PROMPT → All of the records must be set down again word for word.

DATA FOR REVIEW →
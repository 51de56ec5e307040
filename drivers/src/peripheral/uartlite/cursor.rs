//! Progress tracking for interrupt-driven transfers.

/// A caller-owned buffer moving through the FIFO.
///
/// `requested` is the buffer length. `remaining` only shrinks and hits
/// zero exactly when the transfer is done.
pub(crate) struct TransferCursor<B> {
    buf: B,
    remaining: usize,
}

impl<B: AsRef<[u8]>> TransferCursor<B> {
    pub(crate) fn new(buf: B) -> Self {
        let remaining = buf.as_ref().len();
        Self { buf, remaining }
    }

    pub(crate) fn requested(&self) -> usize {
        self.buf.as_ref().len()
    }

    pub(crate) fn remaining(&self) -> usize {
        self.remaining
    }

    pub(crate) fn transferred(&self) -> usize {
        self.requested() - self.remaining
    }

    pub(crate) fn is_complete(&self) -> bool {
        self.remaining == 0
    }

    /// Bytes not yet handed to the hardware.
    pub(crate) fn pending(&self) -> &[u8] {
        &self.buf.as_ref()[self.transferred()..]
    }

    pub(crate) fn advance(&mut self, count: usize) {
        debug_assert!(count <= self.remaining);
        self.remaining = self.remaining.saturating_sub(count);
    }
}

impl<B: AsRef<[u8]> + AsMut<[u8]>> TransferCursor<B> {
    /// Space not yet filled from the hardware.
    pub(crate) fn unfilled_mut(&mut self) -> &mut [u8] {
        let start = self.transferred();
        &mut self.buf.as_mut()[start..]
    }
}

impl<'a> TransferCursor<&'a mut [u8]> {
    /// Give the buffer back, trimmed to the bytes actually received.
    pub(crate) fn into_filled(self) -> &'a mut [u8] {
        let filled = self.transferred();
        let TransferCursor { buf, .. } = self;
        &mut buf[..filled]
    }
}

#[cfg(test)]
mod tests {
    use super::*;

    #[test]
    fn send_cursor_walks_the_buffer() {
        let data = [1u8, 2, 3, 4, 5];
        let mut cursor = TransferCursor::new(&data[..]);
        assert_eq!(cursor.requested(), 5);
        assert_eq!(cursor.pending(), &[1, 2, 3, 4, 5]);

        cursor.advance(2);
        assert_eq!(cursor.remaining(), 3);
        assert_eq!(cursor.pending(), &[3, 4, 5]);
        assert!(!cursor.is_complete());

        cursor.advance(3);
        assert!(cursor.is_complete());
        assert!(cursor.pending().is_empty());
        assert_eq!(cursor.transferred(), 5);
    }

    #[test]
    fn recv_cursor_fills_and_returns_filled_prefix() {
        let mut storage = [0u8; 4];
        let mut cursor = TransferCursor::new(&mut storage[..]);

        cursor.unfilled_mut()[..2].copy_from_slice(b"hi");
        cursor.advance(2);
        assert_eq!(cursor.unfilled_mut().len(), 2);

        let filled = cursor.into_filled();
        assert_eq!(filled, b"hi");
    }

    #[test]
    fn empty_buffer_starts_complete() {
        let cursor = TransferCursor::new(&[0u8; 0][..]);
        assert!(cursor.is_complete());
        assert_eq!(cursor.requested(), 0);
    }
}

RESPONSE FOR THIS EXERCISE →
repository 51de56ec5e307040
filename drivers/src/peripheral/uartlite/cursor.rs
//! Progress tracking for interrupt-driven transfers.

/// A caller-owned buffer moving through the FIFO.
///
/// `requested` is the buffer length. `remaining` only shrinks and hits
/// zero exactly when the transfer is done.
pub(crate) struct TransferCursor<B> {
    buf: B,
    remaining: usize,
}

impl<B: AsRef<[u8]>> TransferCursor<B> {
    pub(crate) fn new(buf: B) -> Self {
        let remaining = buf.as_ref().len();
        Self { buf, remaining }
    }

    pub(crate) fn requested(&self) -> usize {
        self.buf.as_ref().len()
    }

    pub(crate) fn remaining(&self) -> usize {
        self.remaining
    }

    pub(crate) fn transferred(&self) -> usize {
        self.requested() - self.remaining
    }

    pub(crate) fn is_complete(&self) -> bool {
        self.remaining == 0
    }

    /// Bytes not yet handed to the hardware.
    pub(crate) fn pending(&self) -> &[u8] {
        &self.buf.as_ref()[self.transferred()..]
    }

    pub(crate) fn advance(&mut self, count: usize) {
        debug_assert!(count <= self.remaining);
        self.remaining = self.remaining.saturating_sub(count);
    }
}

impl<B: AsRef<[u8]> + AsMut<[u8]>> TransferCursor<B> {
    /// Space not yet filled from the hardware.
    pub(crate) fn unfilled_mut(&mut self) -> &mut [u8] {
        let start = self.transferred();
        &mut self.buf.as_mut()[start..]
    }
}

impl<'a> TransferCursor<&'a mut [u8]> {
    /// Give the buffer back, trimmed to the bytes actually received.
    pub(crate) fn into_filled(self) -> &'a mut [u8] {
        let filled = self.transferred();
        let TransferCursor { buf, .. } = self;
        &mut buf[..filled]
    }
}

#[cfg(test)]
mod tests {
    use super::*;

    #[test]
    fn send_cursor_walks_the_buffer() {
        let data = [1u8, 2, 3, 4, 5];
        let mut cursor = TransferCursor::new(&data[..]);
        assert_eq!(cursor.requested(), 5);
        assert_eq!(cursor.pending(), &[1, 2, 3, 4, 5]);

        cursor.advance(2);
        assert_eq!(cursor.remaining(), 3);
        assert_eq!(cursor.pending(), &[3, 4, 5]);
        assert!(!cursor.is_complete());

        cursor.advance(3);
        assert!(cursor.is_complete());
        assert!(cursor.pending().is_empty());
        assert_eq!(cursor.transferred(), 5);
    }

    #[test]
    fn recv_cursor_fills_and_returns_filled_prefix() {
        let mut storage = [0u8; 4];
        let mut cursor = TransferCursor::new(&mut storage[..]);

        cursor.unfilled_mut()[..2].copy_from_slice(b"hi");
        cursor.advance(2);
        assert_eq!(cursor.unfilled_mut().len(), 2);

        let filled = cursor.into_filled();
        assert_eq!(filled, b"hi");
    }

    #[test]
    fn empty_buffer_starts_complete() {
        let cursor = TransferCursor::new(&[0u8; 0][..]);
        assert!(cursor.is_complete());
        assert_eq!(cursor.requested(), 0);
    }
}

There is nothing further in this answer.